The University of Alaska Board of Regents formally project approved to KPC's Kenai River Campus Career and Technical Center on Feb. 18. The $14.5 million project was part of Proposition B that was approved by voters in the statewide election last November.
The Career and Technical Center will house the process technology, industrial process instrumentation and electronics programs, and occupational safety and health courses. Planning for the 15,000 square foot building has begun with faculty members, Allen Houtz, Henry Haney, Jeff Laube and Rich Kochis providing input to Facilities Director Phillip Miller and KPC Director Gary J. Turner.
Plans will include space for laboratories, multi-function high bay shop, classrooms, offices and student commons. The project will free up 5,000 square feet of space in the existing campus buildings for other growing programs on campus including nursing, paramedicine and art.
Turner expects to go before the BOR again in September to receive approval of the schematic design for the new building. It is anticipated that the project will go out to bid in March 2012 with a construction contract awarded in April 2012. Construction should begin in May 2012 with anticipated completion in Aug. 2013.
The student government at KRC has provided strong leadership for fellow students over the past year. Using their voices in well-orchestrated activities and demonstrations they have taken clear messages to their constituency, university leadership, elected officials, the media and the public regarding the support they have for their college. KRCSU President Shauna Thornton, Vice-President James Pazar, Communications Officer Kathy Cox, Productions Officer Debra Miller and Commerce Officer Rachel Simons together with seven student representatives have taken their messages to Chambers of Commerce, student forums, social media sites, newspapers and street corners in the Kenai/Soldotna area.
In Sept. 2010, the group took a firm stand of support for HB 424 (known as Proposition B), the general obligation bond supporting a variety of educational projects across the state. Kenai Peninsula College's Kenai River Campus had two projects in the bond package; a Career and Technical Center and a 96-bed student housing complex. As a team, the Student Union put in place an aggressive ad campaign and took advantage of every opportunity to let students, faculty, staff and the public know they supported passage of the bond package. The group utilized bright green frog suits to draw attention to their messages of "hop on Prop B." The GO bond passed by a wide margin in the Nov. 2 statewide elections.
The most current issue the KRCSU is reflected in a formal resolution unanimously passed on Feb. 16, 2011 stating opposition of proposed funding cuts to the college by the Kenai Peninsula Borough.

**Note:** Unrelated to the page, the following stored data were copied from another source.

//! Scoped GDI handles.
//!
//! Each guard releases its handle on drop, so every exit path of a capture
//! attempt (early return, `?`, panic) gives the handles back to the OS.
//! Declare guards in acquisition order; locals drop in reverse.

use tracing::trace;
use windows::Win32::Foundation::HWND;
use windows::Win32::Graphics::Gdi::{
    CreateCompatibleBitmap, CreateCompatibleDC, DeleteDC, DeleteObject, GetWindowDC, ReleaseDC,
    SelectObject, HBITMAP, HDC, HGDIOBJ,
};

use crate::error::CaptureError;
use crate::CaptureResult;

/// Device context of a whole window, from `GetWindowDC`.
pub(crate) struct WindowDc {
    hwnd: HWND,
    hdc: HDC,
}

impl WindowDc {
    pub(crate) fn acquire(hwnd: HWND) -> CaptureResult<Self> {
        let hdc = unsafe { GetWindowDC(hwnd) };
        if hdc.0.is_null() {
            return Err(CaptureError::windows_api("GetWindowDC returned null"));
        }
        Ok(Self { hwnd, hdc })
    }

    pub(crate) fn hdc(&self) -> HDC {
        self.hdc
    }
}

impl Drop for WindowDc {
    fn drop(&mut self) {
        unsafe {
            let _ = ReleaseDC(self.hwnd, self.hdc);
        }
        trace!("Released window DC");
    }
}

/// Off-screen memory DC compatible with another DC.
pub(crate) struct MemoryDc {
    hdc: HDC,
}

impl MemoryDc {
    pub(crate) fn compatible_with(hdc: HDC) -> CaptureResult<Self> {
        let mem_dc = unsafe { CreateCompatibleDC(hdc) };
        if mem_dc.0.is_null() {
            return Err(CaptureError::windows_api("CreateCompatibleDC failed"));
        }
        Ok(Self { hdc: mem_dc })
    }

    pub(crate) fn hdc(&self) -> HDC {
        self.hdc
    }
}

impl Drop for MemoryDc {
    fn drop(&mut self) {
        unsafe {
            let _ = DeleteDC(self.hdc);
        }
    }
}

/// Device-dependent bitmap sized to the capture.
pub(crate) struct Bitmap {
    handle: HBITMAP,
}

impl Bitmap {
    pub(crate) fn compatible(hdc: HDC, width: i32, height: i32) -> CaptureResult<Self> {
        let handle = unsafe { CreateCompatibleBitmap(hdc, width, height) };
        if handle.0.is_null() {
            return Err(CaptureError::windows_api(format!(
                "CreateCompatibleBitmap failed for {width}x{height}"
            )));
        }
        Ok(Self { handle })
    }

    pub(crate) fn handle(&self) -> HBITMAP {
        self.handle
    }
}

impl Drop for Bitmap {
    fn drop(&mut self) {
        unsafe {
            let _ = DeleteObject(self.handle);
        }
    }
}

/// A bitmap selected into a memory DC; restores the previous object on drop.
pub(crate) struct Selection {
    hdc: HDC,
    previous: HGDIOBJ,
}

impl Selection {
    pub(crate) fn select(dc: &MemoryDc, bitmap: &Bitmap) -> CaptureResult<Self> {
        let previous = unsafe { SelectObject(dc.hdc(), bitmap.handle()) };
        if previous.0.is_null() {
            return Err(CaptureError::windows_api("SelectObject failed"));
        }
        Ok(Self {
            hdc: dc.hdc(),
            previous,
        })
    }
}

impl Drop for Selection {
    fn drop(&mut self) {
        unsafe {
            let _ = SelectObject(self.hdc, self.previous);
        }
    }
}
//! Ask the compositor to render the window, then read back DIB bits.

use std::mem::size_of;

use bytes::Bytes;
use windows::Win32::Graphics::Gdi::{
    GetDIBits, BITMAPINFO, BITMAPINFOHEADER, BI_RGB, DIB_RGB_COLORS,
};
use windows::Win32::Storage::Xps::{PrintWindow, PRINT_WINDOW_FLAGS};
use windowscope_ipc::{CaptureMethod, Frame, WindowHandle};

use super::dc::{Bitmap, MemoryDc, Selection, WindowDc};
use super::{force_opaque, gdi_size, hwnd, PW_RENDERFULLCONTENT};
use crate::error::CaptureError;
use crate::strategy::CaptureStrategy;
use crate::CaptureResult;

/// `PrintWindow` into a compatible bitmap, read back through a top-down
/// 32-bit `BITMAPINFO` descriptor.
#[derive(Debug, Default, Clone, Copy)]
pub struct CompositorPrint;

impl CompositorPrint {
    fn failed(reason: impl Into<String>) -> CaptureError {
        CaptureError::StrategyFailed {
            method: CaptureMethod::CompositorPrint,
            reason: reason.into(),
        }
    }
}

impl CaptureStrategy for CompositorPrint {
    fn method(&self) -> CaptureMethod {
        CaptureMethod::CompositorPrint
    }

    fn capture(&self, window: WindowHandle, width: u32, height: u32) -> CaptureResult<Frame> {
        let (w, h) = gdi_size(width, height)?;
        let hwnd = hwnd(window);

        let window_dc = WindowDc::acquire(hwnd)?;
        let mem_dc = MemoryDc::compatible_with(window_dc.hdc())?;
        let bitmap = Bitmap::compatible(window_dc.hdc(), w, h)?;

        // GetDIBits requires the bitmap to be deselected, so the selection
        // only lives for the PrintWindow call.
        {
            let _selection = Selection::select(&mem_dc, &bitmap)?;
            let flags = PRINT_WINDOW_FLAGS(PW_RENDERFULLCONTENT);
            if !unsafe { PrintWindow(hwnd, mem_dc.hdc(), flags) }.as_bool() {
                return Err(Self::failed("PrintWindow refused"));
            }
        }

        let mut info = BITMAPINFO::default();
        info.bmiHeader.biSize = size_of::<BITMAPINFOHEADER>() as u32;
        info.bmiHeader.biWidth = w;
        // Negative height selects a top-down DIB.
        info.bmiHeader.biHeight = -h;
        info.bmiHeader.biPlanes = 1;
        info.bmiHeader.biBitCount = 32;
        info.bmiHeader.biCompression = BI_RGB.0;

        let mut pixels = vec![0u8; Frame::buffer_size(width, height)];
        let lines = unsafe {
            GetDIBits(
                mem_dc.hdc(),
                bitmap.handle(),
                0,
                height,
                Some(pixels.as_mut_ptr().cast()),
                &mut info,
                DIB_RGB_COLORS,
            )
        };
        if lines <= 0 {
            return Err(Self::failed("GetDIBits copied no scan lines"));
        }

        force_opaque(&mut pixels);
        Ok(Frame::new(Bytes::from(pixels), width, height))
    }
}
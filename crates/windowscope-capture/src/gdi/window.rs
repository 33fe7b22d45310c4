//! Window enumeration and geometry lookup.

use tracing::{debug, instrument, trace};
use windows::Win32::Foundation::{BOOL, HWND, LPARAM, RECT};
use windows::Win32::UI::WindowsAndMessaging::{
    EnumWindows, GetWindowRect, GetWindowTextLengthW, GetWindowTextW, IsIconic, IsWindow,
    IsWindowVisible,
};
use windowscope_ipc::{Rect, WindowHandle, WindowInfo};

use super::hwnd;
use crate::error::CaptureError;
use crate::geometry::WindowGeometryProvider;
use crate::CaptureResult;

/// Geometry provider backed by `GetWindowRect` and `IsIconic`.
#[derive(Debug, Default, Clone, Copy)]
pub struct Win32Geometry;

impl WindowGeometryProvider for Win32Geometry {
    fn window_rect(&self, window: WindowHandle) -> Rect {
        if !window_exists(window) {
            trace!(%window, "Window no longer exists");
            return Rect::default();
        }
        window_bounds(hwnd(window)).unwrap_or_else(|| {
            trace!(%window, "GetWindowRect failed");
            Rect::default()
        })
    }

    fn is_minimized(&self, window: WindowHandle) -> bool {
        unsafe { IsIconic(hwnd(window)) }.as_bool()
    }

    fn enumerate_windows(&self) -> CaptureResult<Vec<WindowInfo>> {
        enumerate_windows()
    }
}

/// Whether `window` names a live window, titled or not, visible or not.
pub fn window_exists(window: WindowHandle) -> bool {
    unsafe { IsWindow(hwnd(window)) }.as_bool()
}

/// Enumerate all visible windows that have a title.
#[instrument(name = "enumerate_windows")]
pub fn enumerate_windows() -> CaptureResult<Vec<WindowInfo>> {
    let mut windows: Vec<WindowInfo> = Vec::new();

    unsafe {
        EnumWindows(
            Some(collect_window),
            LPARAM(&mut windows as *mut Vec<WindowInfo> as isize),
        )
        .map_err(|_| CaptureError::windows_api("Failed to enumerate windows"))?;
    }

    debug!(count = windows.len(), "Enumerated windows");
    Ok(windows)
}

unsafe extern "system" fn collect_window(hwnd: HWND, lparam: LPARAM) -> BOOL {
    let windows = &mut *(lparam.0 as *mut Vec<WindowInfo>);
    windows.extend(listed_window(hwnd));
    BOOL::from(true)
}

/// A window worth offering for monitoring: visible, titled and measurable.
fn listed_window(hwnd: HWND) -> Option<WindowInfo> {
    if !unsafe { IsWindowVisible(hwnd) }.as_bool() {
        return None;
    }
    let title = window_title(hwnd)?;
    let bounds = window_bounds(hwnd)?;
    Some(WindowInfo::new(WindowHandle(hwnd.0 as isize), title, bounds))
}

/// Non-blank window title.
fn window_title(hwnd: HWND) -> Option<String> {
    let capacity = usize::try_from(unsafe { GetWindowTextLengthW(hwnd) }).ok()?;
    if capacity == 0 {
        return None;
    }

    let mut buffer = vec![0u16; capacity + 1];
    let copied = usize::try_from(unsafe { GetWindowTextW(hwnd, &mut buffer) }).ok()?;
    let title = String::from_utf16_lossy(&buffer[..copied.min(capacity)]);
    (!title.trim().is_empty()).then_some(title)
}

/// Screen bounds of a window, frame included.
fn window_bounds(hwnd: HWND) -> Option<Rect> {
    let mut rect = RECT::default();
    unsafe { GetWindowRect(hwnd, &mut rect) }.ok()?;
    Some(Rect::from_edges(rect.left, rect.top, rect.right, rect.bottom))
}
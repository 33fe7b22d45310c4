//! GDI-based window capture for Windows.

mod compositor_print;
mod dc;
mod direct_copy;
pub mod window;

pub use compositor_print::CompositorPrint;
pub use direct_copy::DirectCopy;
pub use window::{enumerate_windows, window_exists, Win32Geometry};

use windows::Win32::Foundation::HWND;
use windowscope_ipc::WindowHandle;

use crate::error::CaptureError;
use crate::strategy::StrategyChain;
use crate::CaptureResult;

/// `PrintWindow` flag: render only the client area.
const PW_CLIENTONLY: u32 = 0x1;

/// `PrintWindow` flag: render DirectComposition and hardware-accelerated content.
const PW_RENDERFULLCONTENT: u32 = 0x2;

/// The default chain: direct copy first, compositor print as fallback.
pub fn default_chain() -> StrategyChain {
    StrategyChain::new(vec![Box::new(DirectCopy), Box::new(CompositorPrint)])
}

pub(crate) fn hwnd(window: WindowHandle) -> HWND {
    HWND(window.raw() as *mut std::ffi::c_void)
}

/// Convert requested dimensions to GDI's signed sizes.
pub(crate) fn gdi_size(width: u32, height: u32) -> CaptureResult<(i32, i32)> {
    match (i32::try_from(width), i32::try_from(height)) {
        (Ok(w), Ok(h)) if w > 0 && h > 0 => Ok((w, h)),
        _ => Err(CaptureError::GeometryInvalid {
            width: width.min(i32::MAX as u32) as i32,
            height: height.min(i32::MAX as u32) as i32,
        }),
    }
}

/// GDI leaves the alpha byte undefined; force it opaque.
pub(crate) fn force_opaque(pixels: &mut [u8]) {
    for pixel in pixels.chunks_exact_mut(4) {
        pixel[3] = 0xFF;
    }
}
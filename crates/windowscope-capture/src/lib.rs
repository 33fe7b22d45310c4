//! Window capture for windowscope.
//!
//! This crate resolves window geometry, captures window content through an
//! ordered chain of strategies, and crops the result to a region. The GDI
//! backend is only compiled on Windows; the traits and geometry math are
//! platform independent.

mod error;
mod geometry;
mod region;
mod strategy;

#[cfg(windows)]
mod gdi;

pub use error::CaptureError;
pub use geometry::WindowGeometryProvider;
pub use region::{clamp_region, crop_frame};
pub use strategy::{CaptureStrategy, ChainCapture, StrategyChain};

#[cfg(windows)]
pub use gdi::{
    default_chain, enumerate_windows, window_exists, CompositorPrint, DirectCopy, Win32Geometry,
};

/// Result type for capture operations.
pub type CaptureResult<T> = Result<T, CaptureError>;
/// Values substituted for `[year]`, `[fullname]` and `[project]`.
pub struct Placeholders<'a> {
    pub year: &'a str,
    pub fullname: &'a str,
    pub project: &'a str,
}

/// Replaces every placeholder token in `template`. Inserted values are never rescanned.
pub fn render(template: &str, values: &Placeholders) -> String {
    let tokens = [
        ("[year]", values.year),
        ("[fullname]", values.fullname),
        ("[project]", values.project),
    ];

    let mut out = String::with_capacity(template.len());
    let mut rest = template;
    while let Some(start) = rest.find('[') {
        out.push_str(&rest[..start]);
        let tail = &rest[start..];

        match tokens.iter().find(|(token, _)| tail.starts_with(token)) {
            Some((token, value)) => {
                out.push_str(value);
                rest = &tail[token.len()..];
            }
            None => {
                out.push('[');
                rest = &tail[1..];
            }
        }
    }
    out.push_str(rest);

    out
}
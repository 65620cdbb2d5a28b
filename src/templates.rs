use anyhow::{anyhow, Context, Result};
use std::path::PathBuf;
use std::{env, fs};

/// Overrides the directory templates are read from.
pub const TEMPLATES_ENV: &str = "LICENSE_GENERATOR_TEMPLATES";

const TEMPLATE_EXTENSION: &str = "txt";

/// Templates compiled into the binary from `licenses/`.
const BUNDLED: &[(&str, &str)] = &[
    ("mit", include_str!("../licenses/mit.txt")),
    ("isc", include_str!("../licenses/isc.txt")),
    ("bsd", include_str!("../licenses/bsd.txt")),
    ("bsd3", include_str!("../licenses/bsd3.txt")),
    ("unlicense", include_str!("../licenses/unlicense.txt")),
    ("zlib", include_str!("../licenses/zlib.txt")),
    ("wtfpl", include_str!("../licenses/wtfpl.txt")),
];

enum Source {
    Bundled,
    Dir(PathBuf),
}

/// Read-only license templates, one `<license>.txt` per license.
pub struct TemplateStore {
    source: Source,
}

impl TemplateStore {
    /// A store backed by a directory on disk.
    pub fn new(dir: impl Into<PathBuf>) -> Self {
        Self {
            source: Source::Dir(dir.into()),
        }
    }

    pub fn bundled() -> Self {
        Self {
            source: Source::Bundled,
        }
    }

    /// Uses `LICENSE_GENERATOR_TEMPLATES` when set, otherwise the templates built into the binary.
    pub fn from_env() -> Self {
        match env::var_os(TEMPLATES_ENV) {
            Some(dir) => {
                let dir = PathBuf::from(dir);
                log::debug!("template store at {}", dir.display());
                Self::new(dir)
            }
            None => Self::bundled(),
        }
    }

    /// License names in store order, with the file extension stripped.
    pub fn licenses(&self) -> Result<Vec<String>> {
        let dir = match &self.source {
            Source::Bundled => {
                return Ok(BUNDLED.iter().map(|(name, _)| name.to_string()).collect())
            }
            Source::Dir(dir) => dir,
        };

        let entries = fs::read_dir(dir)
            .with_context(|| format!("failed to list templates in {}", dir.display()))?;

        let mut licenses = Vec::new();
        for entry in entries {
            let path = entry?.path();
            if let Some(stem) = path.file_stem() {
                licenses.push(stem.to_string_lossy().into_owned());
            }
        }

        Ok(licenses)
    }

    pub async fn read(&self, license: &str) -> Result<String> {
        let file_name = format!("{license}.{TEMPLATE_EXTENSION}");

        match &self.source {
            Source::Bundled => BUNDLED
                .iter()
                .find(|(name, _)| *name == license)
                .map(|(_, text)| text.to_string())
                .ok_or_else(|| anyhow!("failed to read template {file_name}: no such license")),
            Source::Dir(dir) => {
                let path = dir.join(file_name);
                log::debug!("reading template {}", path.display());

                tokio::fs::read_to_string(&path)
                    .await
                    .with_context(|| format!("failed to read template {}", path.display()))
            }
        }
    }
}

#[cfg(test)]
mod tests {
    use super::*;
    use tempfile::TempDir;

    fn store_with(files: &[(&str, &str)]) -> (TempDir, TemplateStore) {
        let dir = TempDir::new().unwrap();
        for (name, content) in files {
            fs::write(dir.path().join(name), content).unwrap();
        }
        let store = TemplateStore::new(dir.path());
        (dir, store)
    }

    #[test]
    fn lists_licenses_without_extension() {
        let (_dir, store) = store_with(&[("mit.txt", "m"), ("bsd3.txt", "b"), ("gpl.txt", "g")]);

        let mut licenses = store.licenses().unwrap();
        licenses.sort();

        assert_eq!(licenses, vec!["bsd3", "gpl", "mit"]);
    }

    #[test]
    fn listing_a_missing_directory_fails() {
        let dir = TempDir::new().unwrap();
        let store = TemplateStore::new(dir.path().join("nope"));

        assert!(store.licenses().is_err());
    }

    #[tokio::test]
    async fn reads_template_verbatim() {
        let content = "Copyright [year] [fullname]\n\n  indented\r\nline\n";
        let (_dir, store) = store_with(&[("mit.txt", content)]);

        assert_eq!(store.read("mit").await.unwrap(), content);
    }

    #[tokio::test]
    async fn unknown_license_names_the_missing_file() {
        let (_dir, store) = store_with(&[("mit.txt", "m")]);

        let err = store.read("bsd").await.unwrap_err();

        assert!(format!("{err:#}").contains("bsd.txt"));
    }

    #[tokio::test]
    async fn bundled_templates_need_no_directory() {
        let store = TemplateStore::bundled();

        assert_eq!(
            store.licenses().unwrap(),
            vec!["mit", "isc", "bsd", "bsd3", "unlicense", "zlib", "wtfpl"]
        );

        let mit = store.read("mit").await.unwrap();
        assert!(mit.starts_with("The MIT License (MIT)\n"));
        assert!(mit.contains("[year]"));
        assert!(mit.contains("[fullname]"));
        assert!(store.read("bsd3").await.unwrap().contains("[project]"));
    }

    #[tokio::test]
    async fn unknown_bundled_license_fails() {
        let err = TemplateStore::bundled().read("gpl").await.unwrap_err();

        assert!(format!("{err:#}").contains("gpl.txt"));
    }

    #[tokio::test]
    async fn bundled_table_matches_licenses_directory() {
        let dir = TemplateStore::new(concat!(env!("CARGO_MANIFEST_DIR"), "/licenses"));
        let bundled = TemplateStore::bundled();

        let mut on_disk = dir.licenses().unwrap();
        let mut embedded = bundled.licenses().unwrap();
        on_disk.sort();
        embedded.sort();
        assert_eq!(on_disk, embedded);

        for license in embedded {
            assert_eq!(
                bundled.read(&license).await.unwrap(),
                dir.read(&license).await.unwrap()
            );
        }
    }
}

The funding has been in place since 1990 when it was approved by Kenai Peninsula voters. The KRCSU rallied students and the public to protest the proposed funding cuts on Feb. 15 in front of the Kenai Peninsula Borough Building. The KRCSU again used their signature frog suits to draw attention to their message.
This article was provided by Suzie Kendrick, advancement programs manager at Kenai Peninsula College.